The Halocline Layer
In oceanography the term “cline” is used to describe a thin and typically horizontal layer within a fluid with greatly varying properties over a short vertical distance. When this thin layer or cline has a strong vertical salinity gradient within the body of water, then it is known as Halocline. The halocline plays a significant role in the vertical stratification. Along with the temperature, the salinity also contributes to the density of seawater. This can be understood by the example that if there is 1 kg/m3 increase in salinity, then the sea-water density increases by around 0.7 kg/m3. This affects the seawater environment and has a profound effect on the life of organisms.
Effects of the Halocline Layer
From the halocline definition it is clear that the layer is high in salt content. The effects of such a layer because of the conditions as described in the halocline definition are more commonly found in places with high temperatures such as mid-latitudes. Because of the excess of evaporation and over precipitation in the middle-latitudes the surface waters have more salt contents as compared to the deep waters. In such regions, the surface waters are relatively warmer than the deep waters and because of that there is a certain destabilizing effect in the vertical stratification of the halocline layer. This destabilization leads to a process of mixing known as salt fingering, that results in the mixing of the salinity across the vertical stratification.
Another significant role played by the halocline layer is in the high latitude region. In such regions for example, in regions of the Arctic Ocean, Bering Sea, and the Southern Ocean, the water present on the surface is actually colder than the water present in the depth. Here, the condition of increased density in the specific layer of salinity as identified by the halocline definition helps in keeping these waters separate and isolate the deep water from the surface water. Because of this separation, ice is formed on the surface of the sea level as it is cold and does not melt away because of heat transition from the warmer waters present in the depth. The halocline layer also limits the escape of the carbon dioxide gas into the atmosphere in the high latitude regions.
The halcolines are also found in fjords and poorly mixed estuaries, the place where the freshwater from rivers and streams gets mixed with ocean surface.
As a small experiment, it is possible to create and see a halocline in a drinking glass or any transparent vessel. For this experiment, the fresh water is to be slowly poured over a significant amount of salt water, with the help of a spoon that is held horizontally at the water-level for preventing the mixing of the two different types of waters. As the water is being poured or after it has been poured, for some amount of time, a hazy interface of salt layer can be easily seen. This hazy salty layer is the halocline. It becomes visible because of the varying refractive index across the boundary.
Other common occurrences of haloclines are the water-filled limestone caves that are near the ocean. The less denser fresh water from the land forms a layer over the salt water from the ocean. For any of the underwater cave explorers, such as halocline divers that cause an optical illusion of air space present in the caverns. When the halocline divers pass through the halocline layer, the layers get perturbed.
Different Types of Clines
There are different types of clines. Some of them along with their descriptions are listed below:
Chemocline: This is the layer under which different types of clines are classified. It is a cline based upon the chemistry of the particular layer.
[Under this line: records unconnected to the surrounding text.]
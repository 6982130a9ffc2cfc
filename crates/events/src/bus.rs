//! Broadcast bus implementing [`Publisher`].

use std::collections::HashMap;
use std::sync::Arc;
use std::sync::atomic::{AtomicBool, AtomicU32, AtomicU64, Ordering};

use parking_lot::RwLock;
use tokio::sync::broadcast;
use tracing::debug;

use crate::error::{Error, Result};
use crate::publisher::{Channel, Notification, Publisher};

const DEFAULT_CHANNEL_CAPACITY: usize = 1000;
const DEFAULT_FAILURE_THRESHOLD: u32 = 5;

/// Circuit breaker to prevent cascading failures.
pub struct CircuitBreaker {
    failure_count: AtomicU32,
    threshold: u32,
}

impl CircuitBreaker {
    /// Create a new circuit breaker with the given failure threshold.
    #[must_use]
    pub const fn new(threshold: u32) -> Self {
        Self {
            failure_count: AtomicU32::new(0),
            threshold,
        }
    }

    /// Check if a request should be allowed.
    pub fn allow_request(&self) -> bool {
        self.failure_count.load(Ordering::Relaxed) < self.threshold
    }

    /// Record a successful request.
    pub fn record_success(&self) {
        self.failure_count.store(0, Ordering::Relaxed);
    }

    /// Record a failed request.
    pub fn record_failure(&self) {
        self.failure_count.fetch_add(1, Ordering::Relaxed);
    }

    /// Get the current failure count.
    pub fn failure_count(&self) -> u32 {
        self.failure_count.load(Ordering::Relaxed)
    }

    /// Reset the circuit breaker.
    pub fn reset(&self) {
        self.failure_count.store(0, Ordering::Relaxed);
    }
}

/// Which notifications a filtered subscriber receives.
#[derive(Debug, Clone, PartialEq, Eq)]
pub enum SubscriptionFilter {
    /// Every notification.
    All,
    /// Every notification on one channel.
    Channel(Channel),
    /// Notifications on one channel for one key, e.g. a single actor.
    Key(Channel, String),
}

impl SubscriptionFilter {
    /// Check if a notification matches this filter.
    #[must_use]
    pub fn matches(&self, notification: &Notification) -> bool {
        match self {
            Self::All => true,
            Self::Channel(channel) => notification.channel == *channel,
            Self::Key(channel, key) => notification.channel == *channel && notification.key == *key,
        }
    }
}

/// Identifier of a filtered subscription, used to unsubscribe.
#[derive(Debug, Clone, Copy, PartialEq, Eq, Hash)]
pub struct SubscriberId(u64);

impl std::fmt::Display for SubscriberId {
    fn fmt(&self, f: &mut std::fmt::Formatter<'_>) -> std::fmt::Result {
        write!(f, "sub_{}", self.0)
    }
}

struct Subscriber {
    sender: broadcast::Sender<Notification>,
    filter: SubscriptionFilter,
    breaker: Arc<CircuitBreaker>,
}

/// Subscription handle for receiving notifications.
pub struct Subscription {
    receiver: broadcast::Receiver<Notification>,
}

impl Subscription {
    /// Receive the next notification.
    ///
    /// # Errors
    ///
    /// [`Error::ChannelClosed`] once the bus is gone, [`Error::Lagged`] if
    /// this subscriber fell behind.
    pub async fn recv(&mut self) -> Result<Notification> {
        self.receiver.recv().await.map_err(|e| match e {
            broadcast::error::RecvError::Closed => Error::ChannelClosed,
            broadcast::error::RecvError::Lagged(skipped) => Error::Lagged { skipped },
        })
    }

    /// Receive a notification without waiting; `Ok(None)` when none is queued.
    ///
    /// # Errors
    ///
    /// Same as [`Subscription::recv`].
    pub fn try_recv(&mut self) -> Result<Option<Notification>> {
        match self.receiver.try_recv() {
            Ok(notification) => Ok(Some(notification)),
            Err(broadcast::error::TryRecvError::Empty) => Ok(None),
            Err(broadcast::error::TryRecvError::Closed) => Err(Error::ChannelClosed),
            Err(broadcast::error::TryRecvError::Lagged(skipped)) => Err(Error::Lagged { skipped }),
        }
    }
}

/// In-process publish channel.
///
/// Global subscribers share one broadcast channel; filtered subscribers each
/// get their own, guarded by a circuit breaker.
pub struct PubSub {
    broadcast: broadcast::Sender<Notification>,
    subscribers: RwLock<HashMap<SubscriberId, Subscriber>>,
    next_id: AtomicU64,
    channel_capacity: usize,
    failure_threshold: u32,
    closed: AtomicBool,
    published: AtomicU64,
}

impl PubSub {
    /// Create a bus with default capacity and failure threshold.
    #[must_use]
    pub fn new() -> Self {
        Self::with_settings(DEFAULT_CHANNEL_CAPACITY, DEFAULT_FAILURE_THRESHOLD)
    }

    fn with_settings(channel_capacity: usize, failure_threshold: u32) -> Self {
        let (broadcast, _) = broadcast::channel(channel_capacity);
        Self {
            broadcast,
            subscribers: RwLock::new(HashMap::new()),
            next_id: AtomicU64::new(0),
            channel_capacity,
            failure_threshold,
            closed: AtomicBool::new(false),
            published: AtomicU64::new(0),
        }
    }

    /// Subscribe to all notifications.
    pub fn subscribe(&self) -> Subscription {
        Subscription {
            receiver: self.broadcast.subscribe(),
        }
    }

    /// Subscribe to notifications matching a filter.
    pub fn subscribe_filtered(&self, filter: SubscriptionFilter) -> (SubscriberId, Subscription) {
        let (sender, receiver) = broadcast::channel(self.channel_capacity);
        let id = SubscriberId(self.next_id.fetch_add(1, Ordering::Relaxed));

        self.subscribers.write().insert(
            id,
            Subscriber {
                sender,
                filter,
                breaker: Arc::new(CircuitBreaker::new(self.failure_threshold)),
            },
        );

        (id, Subscription { receiver })
    }

    /// Unsubscribe a filtered subscriber.
    pub fn unsubscribe(&self, id: SubscriberId) {
        self.subscribers.write().remove(&id);
    }

    /// Stop accepting notifications and drop filtered subscribers.
    pub fn close(&self) {
        self.closed.store(true, Ordering::SeqCst);
        self.subscribers.write().clear();
        debug!("Publish channel closed");
    }

    #[must_use]
    pub fn is_closed(&self) -> bool {
        self.closed.load(Ordering::SeqCst)
    }

    /// Number of notifications accepted so far.
    #[must_use]
    pub fn published_count(&self) -> u64 {
        self.published.load(Ordering::SeqCst)
    }

    /// Get the circuit breaker failure threshold.
    #[must_use]
    pub const fn failure_threshold(&self) -> u32 {
        self.failure_threshold
    }

    /// Number of filtered subscribers still registered.
    #[must_use]
    pub fn subscriber_count(&self) -> usize {
        self.subscribers.read().len()
    }

    fn deliver_filtered(&self, notification: &Notification) {
        let mut abandoned = Vec::new();
        {
            let subscribers = self.subscribers.read();
            for (id, sub) in subscribers
                .iter()
                .filter(|(_, sub)| sub.filter.matches(notification))
            {
                if !sub.breaker.allow_request() {
                    debug!(
                        subscriber = %id,
                        channel = %notification.channel,
                        key = %notification.key,
                        subscriber_failures = sub.breaker.failure_count(),
                        "Skipping subscriber due to circuit breaker"
                    );
                    continue;
                }

                match sub.sender.send(notification.clone()) {
                    Ok(_) => sub.breaker.record_success(),
                    Err(broadcast::error::SendError(_)) => {
                        // Receiver dropped without unsubscribing.
                        sub.breaker.record_failure();
                        debug!(
                            subscriber = %id,
                            subscriber_failures = sub.breaker.failure_count(),
                            "Failed to deliver notification to subscriber"
                        );
                        if !sub.breaker.allow_request() {
                            abandoned.push(*id);
                        }
                    }
                }
            }
        }

        if !abandoned.is_empty() {
            let mut subscribers = self.subscribers.write();
            for id in abandoned {
                subscribers.remove(&id);
                debug!(subscriber = %id, "Dropped abandoned subscriber");
            }
        }
    }
}

impl Default for PubSub {
    fn default() -> Self {
        Self::new()
    }
}

impl Publisher for PubSub {
    fn publish(&self, channel: &Channel, key: &str, payload: Vec<u8>) -> Result<()> {
        if self.is_closed() {
            return Err(Error::ChannelClosed);
        }

        let notification = Notification {
            channel: channel.clone(),
            key: key.to_string(),
            payload: Arc::from(payload),
        };

        debug!(
            channel = %notification.channel,
            key = %notification.key,
            bytes = notification.payload.len(),
            "Publishing notification"
        );

        // No global subscribers is fine.
        let _ = self.broadcast.send(notification.clone());
        self.deliver_filtered(&notification);
        self.published.fetch_add(1, Ordering::SeqCst);

        Ok(())
    }
}

/// Builder for [`PubSub`].
pub struct PubSubBuilder {
    channel_capacity: usize,
    failure_threshold: u32,
}

impl PubSubBuilder {
    /// Create a new builder.
    #[must_use]
    pub const fn new() -> Self {
        Self {
            channel_capacity: DEFAULT_CHANNEL_CAPACITY,
            failure_threshold: DEFAULT_FAILURE_THRESHOLD,
        }
    }

    /// Set the broadcast channel capacity.
    #[must_use]
    pub const fn with_channel_capacity(mut self, capacity: usize) -> Self {
        self.channel_capacity = capacity;
        self
    }

    /// Set the circuit breaker failure threshold.
    #[must_use]
    pub const fn with_failure_threshold(mut self, threshold: u32) -> Self {
        self.failure_threshold = threshold;
        self
    }

    /// Build the bus.
    ///
    /// # Errors
    ///
    /// Returns [`Error::InvalidConfig`] if the capacity or threshold is zero.
    pub fn build(self) -> Result<PubSub> {
        if self.channel_capacity == 0 {
            return Err(Error::invalid_config("channel_capacity must be greater than 0"));
        }
        if self.failure_threshold == 0 {
            return Err(Error::invalid_config("failure_threshold must be greater than 0"));
        }
        Ok(PubSub::with_settings(
            self.channel_capacity,
            self.failure_threshold,
        ))
    }
}

impl Default for PubSubBuilder {
    fn default() -> Self {
        Self::new()
    }
}
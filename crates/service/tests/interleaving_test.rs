//! Exactly-once replies under randomized completion orderings.
//!
//! A store completes each call along a random path (synchronous rejection,
//! inline, tokio task or OS thread) with a random outcome, while requests of
//! every kind are issued concurrently. Every request must be answered exactly
//! once with the store's outcome, never through a dropped reply, and
//! successful mutations must publish exactly once, before replying.

mod common;

use std::collections::{HashMap, HashSet};
use std::sync::Arc;
use std::time::Duration;

use actordir_core::messages::{
    AddActorCheckpointRequest, CreateActorRequest, GetActorCheckpointIdRequest,
    GetActorCheckpointRequest, GetActorInfoRequest, GetAllActorInfoRequest,
    GetNamedActorInfoRequest, RegisterActorInfoRequest, UpdateActorInfoRequest,
};
use actordir_core::{
    ActorCheckpointData, ActorId, ActorTableData, CheckpointId, JobId, StatusCode, TaskId,
    TaskSpec,
};
use actordir_service::{ActorInfoHandler, DefaultActorInfoHandler, LocalActorManager};
use common::{ChaosStore, Event, RecordingPublisher, Timeline};
use rand::rngs::StdRng;
use rand::{Rng, SeedableRng};
use tokio::runtime::Handle;

const REQUESTS: usize = 10_000;

type ChaosHandler =
    DefaultActorInfoHandler<ChaosStore, LocalActorManager<ChaosStore>, RecordingPublisher>;

#[derive(Debug, Clone, Copy, PartialEq, Eq)]
enum Kind {
    Create,
    Get,
    GetAll,
    GetNamed,
    Register,
    Update,
    AddCheckpoint,
    GetCheckpoint,
    GetCheckpointId,
}

impl Kind {
    const ALL: [Self; 9] = [
        Self::Create,
        Self::Get,
        Self::GetAll,
        Self::GetNamed,
        Self::Register,
        Self::Update,
        Self::AddCheckpoint,
        Self::GetCheckpoint,
        Self::GetCheckpointId,
    ];

    const fn is_mutation(self) -> bool {
        matches!(self, Self::Register | Self::Update)
    }
}

fn actor_of(request: usize) -> ActorId {
    ActorId::of(JobId::from_int(1), TaskId::nil(), request as u64)
}

fn issue(handler: &ChaosHandler, timeline: &Timeline, request: usize, kind: Kind) {
    let counter = request as u64;
    let actor_id = actor_of(request);
    match kind {
        Kind::Create => {
            let task_spec = TaskSpec::actor_creation(JobId::from_int(1), TaskId::nil(), counter)
                .with_actor_name(format!("actor-{request}"));
            handler.handle_create_actor(
                CreateActorRequest { task_spec },
                timeline.reply_sender(request),
            );
        }
        Kind::Get => {
            handler.handle_get_actor_info(
                GetActorInfoRequest { actor_id },
                timeline.reply_sender(request),
            );
        }
        Kind::GetAll => {
            handler.handle_get_all_actor_info(
                GetAllActorInfoRequest {},
                timeline.reply_sender(request),
            );
        }
        Kind::GetNamed => {
            // Roughly half of these names were taken by earlier creations.
            let name = format!("actor-{}", request / 2);
            handler.handle_get_named_actor_info(
                GetNamedActorInfoRequest { name },
                timeline.reply_sender(request),
            );
        }
        Kind::Register => {
            handler.handle_register_actor_info(
                RegisterActorInfoRequest {
                    actor_table_data: ActorTableData::new(actor_id),
                },
                timeline.reply_sender(request),
            );
        }
        Kind::Update => {
            handler.handle_update_actor_info(
                UpdateActorInfoRequest {
                    actor_id,
                    actor_table_data: ActorTableData::new(actor_id),
                },
                timeline.reply_sender(request),
            );
        }
        Kind::AddCheckpoint => {
            handler.handle_add_actor_checkpoint(
                AddActorCheckpointRequest {
                    checkpoint_data: ActorCheckpointData::new(
                        actor_id,
                        CheckpointId::from_random(),
                        vec![0; 8],
                    ),
                },
                timeline.reply_sender(request),
            );
        }
        Kind::GetCheckpoint => {
            handler.handle_get_actor_checkpoint(
                GetActorCheckpointRequest {
                    actor_id,
                    checkpoint_id: CheckpointId::from_random(),
                },
                timeline.reply_sender(request),
            );
        }
        Kind::GetCheckpointId => {
            handler.handle_get_actor_checkpoint_id(
                GetActorCheckpointIdRequest { actor_id },
                timeline.reply_sender(request),
            );
        }
    }
}

#[tokio::test(flavor = "multi_thread", worker_threads = 4)]
async fn should_reply_exactly_once_under_random_completion_orderings() -> Result<(), String> {
    let timeline = Timeline::new();
    let store = Arc::new(ChaosStore::new(0x5eed, Handle::current()));
    let manager = Arc::new(LocalActorManager::new(Arc::clone(&store)));
    let publisher = Arc::new(RecordingPublisher::new(timeline.clone()));
    let handler = Arc::new(DefaultActorInfoHandler::new(store, manager, publisher));

    let mut rng = StdRng::seed_from_u64(42);
    let kinds: Vec<Kind> = (0..REQUESTS)
        .map(|_| Kind::ALL[rng.gen_range(0..Kind::ALL.len())])
        .collect();

    // Issue from several tasks so submissions also interleave.
    let mut issuers = Vec::new();
    for (chunk_index, chunk) in kinds.chunks(REQUESTS / 8).enumerate() {
        let handler = Arc::clone(&handler);
        let timeline = timeline.clone();
        let chunk = chunk.to_vec();
        let offset = chunk_index * (REQUESTS / 8);
        issuers.push(tokio::spawn(async move {
            for (i, kind) in chunk.into_iter().enumerate() {
                issue(&handler, &timeline, offset + i, kind);
                if i % 64 == 0 {
                    tokio::task::yield_now().await;
                }
            }
        }));
    }
    for result in futures::future::join_all(issuers).await {
        result.map_err(|e| format!("issuer task failed: {e}"))?;
    }

    timeline.wait_for_replies(REQUESTS).await?;
    // Late duplicates from OS threads would land here.
    tokio::time::sleep(Duration::from_millis(100)).await;

    let replies = timeline.replies();
    assert_eq!(replies.len(), REQUESTS, "one reply per request");
    let answered: HashSet<usize> = replies.iter().map(|(request, _)| *request).collect();
    assert_eq!(answered.len(), REQUESTS, "no request answered twice");
    let dropped: Vec<usize> = replies
        .iter()
        .filter(|(_, status)| status.code() == StatusCode::Internal)
        .map(|(request, _)| *request)
        .collect();
    assert!(dropped.is_empty(), "replies lost their completion: {dropped:?}");

    let status_by_request: HashMap<usize, bool> = replies
        .iter()
        .map(|(request, status)| (*request, status.is_ok()))
        .collect();
    let successful_mutations = kinds
        .iter()
        .enumerate()
        .filter(|(request, kind)| {
            kind.is_mutation() && status_by_request.get(request).copied().unwrap_or(false)
        })
        .count();
    assert_eq!(
        timeline.publishes(),
        successful_mutations,
        "one publish per successful mutation, none for failures"
    );

    // Each actor id is used by exactly one request, so keys identify it.
    let mut published_at: HashMap<String, usize> = HashMap::new();
    let mut replied_at: HashMap<usize, usize> = HashMap::new();
    for (position, event) in timeline.events().into_iter().enumerate() {
        match event {
            Event::Published { key, .. } => {
                published_at.entry(key).or_insert(position);
            }
            Event::Replied { request, .. } => {
                replied_at.insert(request, position);
            }
        }
    }
    for (request, kind) in kinds.iter().enumerate() {
        if !(kind.is_mutation() && status_by_request.get(&request).copied().unwrap_or(false)) {
            continue;
        }
        let published = published_at
            .get(&actor_of(request).hex())
            .ok_or_else(|| format!("request {request} replied OK without publishing"))?;
        let replied = replied_at
            .get(&request)
            .ok_or_else(|| format!("request {request} has no reply"))?;
        assert!(published < replied, "request {request} replied before publishing");
    }

    Ok(())
}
Thermocline: This layer is the cline which is identified on the basis of the water temperature.
Pycnocline: It is the layer which is identified on the basis of the water density.
The halocline is a subtype of chemocline. There are possible combinations of the clines as well. For example, sometimes thermocline and halocline exist together as a vertical gradient. And as mentioned above thermocline and halocline i.e. effect of increased temperature and increased salinity leads to an increase in the density of that layer which is the pycnocline layer. Thus, thermocline haloclines together form a pycnocline layer and have the corresponding effect on the surrounding environment.
FAQs on Halocline
1. What is the Halocline Layer?
Ans: Halocline is a vertically stratified zone of oceanic water column of salinity. The salinity increases as it goes down rapidly with the depth and is located below the well-mixed and uniformly saline surface of the water layer. Along with the increase of salinity when there is an increase in the temperature it leads to an increase in the density of that particular layer in water. This affects the surrounding for example in high altitude regions, the surface water is very cold as compared to the water present at the depth. The transfer of heat from the lower water level to the surface level is decreased significantly by the halocline layer which allows the formation of ice on the surface of the seas and oceans.
2. What is the Difference Between Halocline and Thermocline?
Ans: Cline is the term in oceanography used to describe a thin and horizontal layer within the fluid with significantly varying properties (vertically) over a short distance. There are different types of clines such as chemocline, thermocline and pycnocline. A chemocline is a layer that is the layer of water defined on the basis of the chemistry, the thermocline is the layer of water defined on the basis of the temperature and the pycnocline is the layer of water identified based on the density of the water in the layer. In a subtype of chemocline is the halocline which is a layer that is identified on the base of increasing salinity. Thus, halocline and thermocline are different on the basis of their properties, one being increase in salinity and another one being temperature.